AIM OF THE EXERCISE | Every line below from the one containing "self.kv.apply(&deletes, &sets)?;" through the one containing "fn observe_child_added(&self, at: &str)" must be transcribed exactly. Omit all lines outside that stretch.

DATA FOR PROCESSING |
+--
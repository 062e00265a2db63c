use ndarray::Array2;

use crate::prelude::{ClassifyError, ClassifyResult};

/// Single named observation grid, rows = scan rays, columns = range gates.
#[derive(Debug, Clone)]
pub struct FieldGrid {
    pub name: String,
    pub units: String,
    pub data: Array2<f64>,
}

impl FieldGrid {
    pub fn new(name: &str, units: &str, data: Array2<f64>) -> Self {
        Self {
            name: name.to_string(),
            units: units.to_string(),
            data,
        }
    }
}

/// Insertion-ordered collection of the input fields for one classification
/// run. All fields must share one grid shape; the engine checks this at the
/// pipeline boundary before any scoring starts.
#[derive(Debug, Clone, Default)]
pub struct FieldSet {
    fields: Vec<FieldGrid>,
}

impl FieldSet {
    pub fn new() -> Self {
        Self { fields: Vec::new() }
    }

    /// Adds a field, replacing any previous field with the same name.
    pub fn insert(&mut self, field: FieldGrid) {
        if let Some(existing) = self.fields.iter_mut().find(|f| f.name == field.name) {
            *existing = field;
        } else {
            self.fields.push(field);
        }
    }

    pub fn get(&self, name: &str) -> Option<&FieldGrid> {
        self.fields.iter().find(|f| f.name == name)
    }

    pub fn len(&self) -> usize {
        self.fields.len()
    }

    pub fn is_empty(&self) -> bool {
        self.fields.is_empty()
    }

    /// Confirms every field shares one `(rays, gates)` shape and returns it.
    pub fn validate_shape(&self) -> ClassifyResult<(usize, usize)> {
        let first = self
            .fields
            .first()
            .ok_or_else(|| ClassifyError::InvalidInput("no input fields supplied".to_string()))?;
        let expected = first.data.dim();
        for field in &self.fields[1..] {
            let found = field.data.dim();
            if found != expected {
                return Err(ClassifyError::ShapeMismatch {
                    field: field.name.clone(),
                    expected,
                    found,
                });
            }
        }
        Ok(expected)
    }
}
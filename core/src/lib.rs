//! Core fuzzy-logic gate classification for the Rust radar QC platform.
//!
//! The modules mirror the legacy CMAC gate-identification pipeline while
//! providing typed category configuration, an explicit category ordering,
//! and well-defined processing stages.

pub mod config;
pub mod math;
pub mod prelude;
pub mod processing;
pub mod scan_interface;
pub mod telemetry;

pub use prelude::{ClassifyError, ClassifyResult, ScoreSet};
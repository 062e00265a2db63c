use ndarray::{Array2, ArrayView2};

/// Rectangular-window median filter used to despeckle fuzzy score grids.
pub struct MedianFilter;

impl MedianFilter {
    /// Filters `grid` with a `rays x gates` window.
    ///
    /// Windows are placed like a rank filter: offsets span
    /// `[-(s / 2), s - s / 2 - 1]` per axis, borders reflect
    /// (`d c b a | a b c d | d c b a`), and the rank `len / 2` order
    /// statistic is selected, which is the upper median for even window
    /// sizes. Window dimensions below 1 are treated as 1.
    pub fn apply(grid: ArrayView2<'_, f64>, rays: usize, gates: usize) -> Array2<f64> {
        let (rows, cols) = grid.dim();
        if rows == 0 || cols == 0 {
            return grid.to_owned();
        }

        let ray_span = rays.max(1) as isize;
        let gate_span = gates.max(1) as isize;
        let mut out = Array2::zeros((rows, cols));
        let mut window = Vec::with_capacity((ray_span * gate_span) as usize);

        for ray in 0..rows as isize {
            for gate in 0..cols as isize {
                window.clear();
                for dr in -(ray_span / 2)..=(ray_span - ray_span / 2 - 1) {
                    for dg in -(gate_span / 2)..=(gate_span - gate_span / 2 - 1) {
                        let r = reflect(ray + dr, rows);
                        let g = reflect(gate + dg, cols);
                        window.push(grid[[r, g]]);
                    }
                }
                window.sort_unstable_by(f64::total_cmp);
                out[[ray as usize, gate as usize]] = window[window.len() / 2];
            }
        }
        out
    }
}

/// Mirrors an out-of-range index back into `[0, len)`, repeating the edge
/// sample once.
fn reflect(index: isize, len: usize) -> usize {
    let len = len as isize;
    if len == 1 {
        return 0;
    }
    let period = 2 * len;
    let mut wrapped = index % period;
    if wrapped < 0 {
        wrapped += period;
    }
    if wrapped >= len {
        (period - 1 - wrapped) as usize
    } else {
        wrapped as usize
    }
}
+--
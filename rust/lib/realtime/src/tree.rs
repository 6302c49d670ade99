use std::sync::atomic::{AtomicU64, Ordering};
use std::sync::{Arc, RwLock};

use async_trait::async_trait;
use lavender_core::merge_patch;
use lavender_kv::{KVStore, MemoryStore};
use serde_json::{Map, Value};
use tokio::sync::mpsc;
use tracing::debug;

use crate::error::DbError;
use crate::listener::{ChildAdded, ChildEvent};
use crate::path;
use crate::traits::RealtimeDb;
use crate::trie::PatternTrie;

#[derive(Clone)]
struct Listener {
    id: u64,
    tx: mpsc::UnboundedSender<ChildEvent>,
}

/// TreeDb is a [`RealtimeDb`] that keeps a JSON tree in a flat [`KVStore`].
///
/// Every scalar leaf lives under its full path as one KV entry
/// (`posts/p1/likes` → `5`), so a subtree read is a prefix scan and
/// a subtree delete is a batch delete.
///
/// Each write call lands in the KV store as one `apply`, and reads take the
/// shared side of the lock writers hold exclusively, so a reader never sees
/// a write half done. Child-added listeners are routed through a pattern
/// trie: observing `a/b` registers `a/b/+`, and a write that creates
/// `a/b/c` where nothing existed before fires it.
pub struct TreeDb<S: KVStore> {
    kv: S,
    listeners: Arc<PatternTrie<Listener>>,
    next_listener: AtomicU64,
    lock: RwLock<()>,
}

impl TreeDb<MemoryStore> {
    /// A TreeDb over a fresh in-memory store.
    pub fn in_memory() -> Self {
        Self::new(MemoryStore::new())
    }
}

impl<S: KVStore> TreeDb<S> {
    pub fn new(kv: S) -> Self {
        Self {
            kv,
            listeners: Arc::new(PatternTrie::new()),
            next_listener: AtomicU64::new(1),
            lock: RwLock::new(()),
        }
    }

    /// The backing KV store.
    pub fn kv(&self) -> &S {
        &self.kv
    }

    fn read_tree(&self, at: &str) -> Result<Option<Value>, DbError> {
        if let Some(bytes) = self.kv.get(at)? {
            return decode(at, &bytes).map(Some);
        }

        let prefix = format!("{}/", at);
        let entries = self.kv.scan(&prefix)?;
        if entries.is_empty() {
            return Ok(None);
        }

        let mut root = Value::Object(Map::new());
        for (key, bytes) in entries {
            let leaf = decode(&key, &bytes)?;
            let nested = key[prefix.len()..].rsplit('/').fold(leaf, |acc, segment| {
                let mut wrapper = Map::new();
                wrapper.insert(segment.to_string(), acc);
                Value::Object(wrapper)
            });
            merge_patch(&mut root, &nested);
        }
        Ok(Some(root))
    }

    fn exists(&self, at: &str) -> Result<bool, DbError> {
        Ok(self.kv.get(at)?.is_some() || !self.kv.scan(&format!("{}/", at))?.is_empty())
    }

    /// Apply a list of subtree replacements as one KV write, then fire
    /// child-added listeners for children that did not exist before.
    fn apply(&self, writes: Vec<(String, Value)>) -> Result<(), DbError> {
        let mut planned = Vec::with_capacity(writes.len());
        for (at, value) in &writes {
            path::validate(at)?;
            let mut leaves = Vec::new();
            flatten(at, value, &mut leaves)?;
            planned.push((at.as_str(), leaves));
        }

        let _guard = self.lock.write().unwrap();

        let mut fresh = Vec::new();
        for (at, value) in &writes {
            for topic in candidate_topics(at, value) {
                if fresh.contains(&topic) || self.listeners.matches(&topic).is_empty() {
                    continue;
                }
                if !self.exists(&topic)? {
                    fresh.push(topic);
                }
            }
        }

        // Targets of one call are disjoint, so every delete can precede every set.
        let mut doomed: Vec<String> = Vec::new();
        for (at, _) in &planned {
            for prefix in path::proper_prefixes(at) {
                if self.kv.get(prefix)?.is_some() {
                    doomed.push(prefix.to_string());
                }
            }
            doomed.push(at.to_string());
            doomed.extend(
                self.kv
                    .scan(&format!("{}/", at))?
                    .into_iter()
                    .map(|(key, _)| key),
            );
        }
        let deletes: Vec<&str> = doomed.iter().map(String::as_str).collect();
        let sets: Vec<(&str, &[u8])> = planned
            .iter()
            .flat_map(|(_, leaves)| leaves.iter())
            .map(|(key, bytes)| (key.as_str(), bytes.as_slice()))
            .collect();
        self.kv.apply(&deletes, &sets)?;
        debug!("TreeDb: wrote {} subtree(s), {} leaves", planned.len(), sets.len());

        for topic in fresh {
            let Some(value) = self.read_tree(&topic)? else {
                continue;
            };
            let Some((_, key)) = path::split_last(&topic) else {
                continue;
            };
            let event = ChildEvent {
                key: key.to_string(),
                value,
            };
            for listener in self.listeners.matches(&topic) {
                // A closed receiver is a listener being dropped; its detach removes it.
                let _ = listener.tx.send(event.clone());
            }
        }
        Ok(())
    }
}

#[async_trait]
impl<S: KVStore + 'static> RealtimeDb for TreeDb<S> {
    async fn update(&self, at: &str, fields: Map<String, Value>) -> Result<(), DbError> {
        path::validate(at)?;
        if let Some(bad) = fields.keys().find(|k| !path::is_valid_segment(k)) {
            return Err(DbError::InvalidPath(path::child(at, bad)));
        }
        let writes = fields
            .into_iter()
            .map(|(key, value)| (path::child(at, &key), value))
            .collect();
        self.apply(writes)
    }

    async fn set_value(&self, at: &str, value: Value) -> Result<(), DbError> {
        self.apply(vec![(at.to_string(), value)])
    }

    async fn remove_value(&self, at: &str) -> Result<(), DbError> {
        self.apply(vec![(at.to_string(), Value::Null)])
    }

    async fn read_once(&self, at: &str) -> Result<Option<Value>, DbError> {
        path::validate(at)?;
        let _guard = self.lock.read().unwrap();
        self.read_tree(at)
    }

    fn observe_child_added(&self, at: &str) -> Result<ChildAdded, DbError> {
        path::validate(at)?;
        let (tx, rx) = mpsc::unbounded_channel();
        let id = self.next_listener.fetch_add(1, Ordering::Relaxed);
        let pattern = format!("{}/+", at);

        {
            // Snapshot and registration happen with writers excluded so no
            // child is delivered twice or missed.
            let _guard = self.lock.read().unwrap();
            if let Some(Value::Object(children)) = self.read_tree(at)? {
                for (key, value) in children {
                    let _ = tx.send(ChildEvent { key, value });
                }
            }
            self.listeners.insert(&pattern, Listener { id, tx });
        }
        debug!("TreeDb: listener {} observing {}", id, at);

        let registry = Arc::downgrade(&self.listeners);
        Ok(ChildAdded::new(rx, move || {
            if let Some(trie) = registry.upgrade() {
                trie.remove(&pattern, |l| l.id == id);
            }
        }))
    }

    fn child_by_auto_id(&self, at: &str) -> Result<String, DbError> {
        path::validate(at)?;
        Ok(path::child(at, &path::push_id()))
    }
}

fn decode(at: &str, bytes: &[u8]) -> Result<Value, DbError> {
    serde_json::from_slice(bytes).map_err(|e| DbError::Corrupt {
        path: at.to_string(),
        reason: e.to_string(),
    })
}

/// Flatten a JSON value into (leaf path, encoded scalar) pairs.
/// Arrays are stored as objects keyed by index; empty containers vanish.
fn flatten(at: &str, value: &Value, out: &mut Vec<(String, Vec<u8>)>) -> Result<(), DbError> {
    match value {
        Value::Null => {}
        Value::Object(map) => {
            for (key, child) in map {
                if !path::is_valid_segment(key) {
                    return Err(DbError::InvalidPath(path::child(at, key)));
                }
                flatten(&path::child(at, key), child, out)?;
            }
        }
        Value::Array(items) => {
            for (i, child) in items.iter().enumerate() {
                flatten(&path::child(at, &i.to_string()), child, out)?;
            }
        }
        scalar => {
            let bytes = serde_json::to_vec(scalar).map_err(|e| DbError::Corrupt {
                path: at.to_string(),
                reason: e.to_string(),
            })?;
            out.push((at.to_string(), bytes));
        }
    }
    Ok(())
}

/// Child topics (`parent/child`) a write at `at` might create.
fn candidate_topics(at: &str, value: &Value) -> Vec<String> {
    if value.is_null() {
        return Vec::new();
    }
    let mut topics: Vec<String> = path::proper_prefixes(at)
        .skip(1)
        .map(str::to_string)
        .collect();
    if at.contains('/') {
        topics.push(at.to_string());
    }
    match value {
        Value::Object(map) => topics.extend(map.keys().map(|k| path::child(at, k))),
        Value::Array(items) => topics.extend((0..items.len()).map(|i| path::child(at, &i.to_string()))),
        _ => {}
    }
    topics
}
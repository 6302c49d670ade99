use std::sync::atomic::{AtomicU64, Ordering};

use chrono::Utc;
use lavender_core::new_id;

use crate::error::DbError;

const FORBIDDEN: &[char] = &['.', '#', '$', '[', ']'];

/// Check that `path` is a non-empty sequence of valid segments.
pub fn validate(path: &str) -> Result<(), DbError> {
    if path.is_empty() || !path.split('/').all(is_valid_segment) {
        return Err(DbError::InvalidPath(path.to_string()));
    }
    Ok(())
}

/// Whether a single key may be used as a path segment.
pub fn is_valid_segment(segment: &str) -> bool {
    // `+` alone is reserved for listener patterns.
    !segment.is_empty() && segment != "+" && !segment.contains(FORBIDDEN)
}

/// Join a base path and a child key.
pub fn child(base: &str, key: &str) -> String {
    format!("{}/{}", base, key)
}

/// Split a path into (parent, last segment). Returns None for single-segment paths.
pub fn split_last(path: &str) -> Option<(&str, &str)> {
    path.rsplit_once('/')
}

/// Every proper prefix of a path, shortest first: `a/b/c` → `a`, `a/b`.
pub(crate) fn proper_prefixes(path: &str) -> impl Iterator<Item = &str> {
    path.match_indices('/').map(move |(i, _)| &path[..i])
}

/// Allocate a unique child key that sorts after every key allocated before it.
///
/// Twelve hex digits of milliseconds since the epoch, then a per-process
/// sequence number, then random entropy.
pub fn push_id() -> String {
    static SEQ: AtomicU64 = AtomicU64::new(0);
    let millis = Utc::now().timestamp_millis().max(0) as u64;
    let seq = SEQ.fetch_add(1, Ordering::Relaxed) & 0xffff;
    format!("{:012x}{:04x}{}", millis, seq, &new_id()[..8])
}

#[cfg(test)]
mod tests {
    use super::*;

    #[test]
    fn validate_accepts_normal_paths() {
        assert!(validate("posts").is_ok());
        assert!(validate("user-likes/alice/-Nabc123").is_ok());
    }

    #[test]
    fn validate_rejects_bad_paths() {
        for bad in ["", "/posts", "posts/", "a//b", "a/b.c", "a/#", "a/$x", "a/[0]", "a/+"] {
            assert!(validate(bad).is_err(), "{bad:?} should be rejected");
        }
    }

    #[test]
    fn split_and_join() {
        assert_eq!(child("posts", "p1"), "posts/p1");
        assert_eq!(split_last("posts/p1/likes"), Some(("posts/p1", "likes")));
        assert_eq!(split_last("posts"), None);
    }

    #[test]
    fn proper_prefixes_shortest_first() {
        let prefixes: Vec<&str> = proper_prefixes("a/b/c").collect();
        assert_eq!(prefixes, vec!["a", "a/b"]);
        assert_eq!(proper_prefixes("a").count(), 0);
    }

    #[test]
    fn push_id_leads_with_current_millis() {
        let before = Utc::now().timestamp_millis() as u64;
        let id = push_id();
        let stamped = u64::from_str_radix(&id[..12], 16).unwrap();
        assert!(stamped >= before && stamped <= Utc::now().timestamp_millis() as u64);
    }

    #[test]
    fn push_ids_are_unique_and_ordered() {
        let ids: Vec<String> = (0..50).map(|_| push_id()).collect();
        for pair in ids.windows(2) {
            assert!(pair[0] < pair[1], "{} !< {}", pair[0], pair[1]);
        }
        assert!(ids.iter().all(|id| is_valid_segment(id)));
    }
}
+--
TASK ANSWER |
        self.kv.apply(&deletes, &sets)?;
        debug!("TreeDb: wrote {} subtree(s), {} leaves", planned.len(), sets.len());

        for topic in fresh {
            let Some(value) = self.read_tree(&topic)? else {
                continue;
            };
            let Some((_, key)) = path::split_last(&topic) else {
                continue;
            };
            let event = ChildEvent {
                key: key.to_string(),
                value,
            };
            for listener in self.listeners.matches(&topic) {
                // A closed receiver is a listener being dropped; its detach removes it.
                let _ = listener.tx.send(event.clone());
            }
        }
        Ok(())
    }
}

#[async_trait]
impl<S: KVStore + 'static> RealtimeDb for TreeDb<S> {
    async fn update(&self, at: &str, fields: Map<String, Value>) -> Result<(), DbError> {
        path::validate(at)?;
        if let Some(bad) = fields.keys().find(|k| !path::is_valid_segment(k)) {
            return Err(DbError::InvalidPath(path::child(at, bad)));
        }
        let writes = fields
            .into_iter()
            .map(|(key, value)| (path::child(at, &key), value))
            .collect();
        self.apply(writes)
    }

    async fn set_value(&self, at: &str, value: Value) -> Result<(), DbError> {
        self.apply(vec![(at.to_string(), value)])
    }

    async fn remove_value(&self, at: &str) -> Result<(), DbError> {
        self.apply(vec![(at.to_string(), Value::Null)])
    }

    async fn read_once(&self, at: &str) -> Result<Option<Value>, DbError> {
        path::validate(at)?;
        let _guard = self.lock.read().unwrap();
        self.read_tree(at)
    }

    fn observe_child_added(&self, at: &str) -> Result<ChildAdded, DbError> {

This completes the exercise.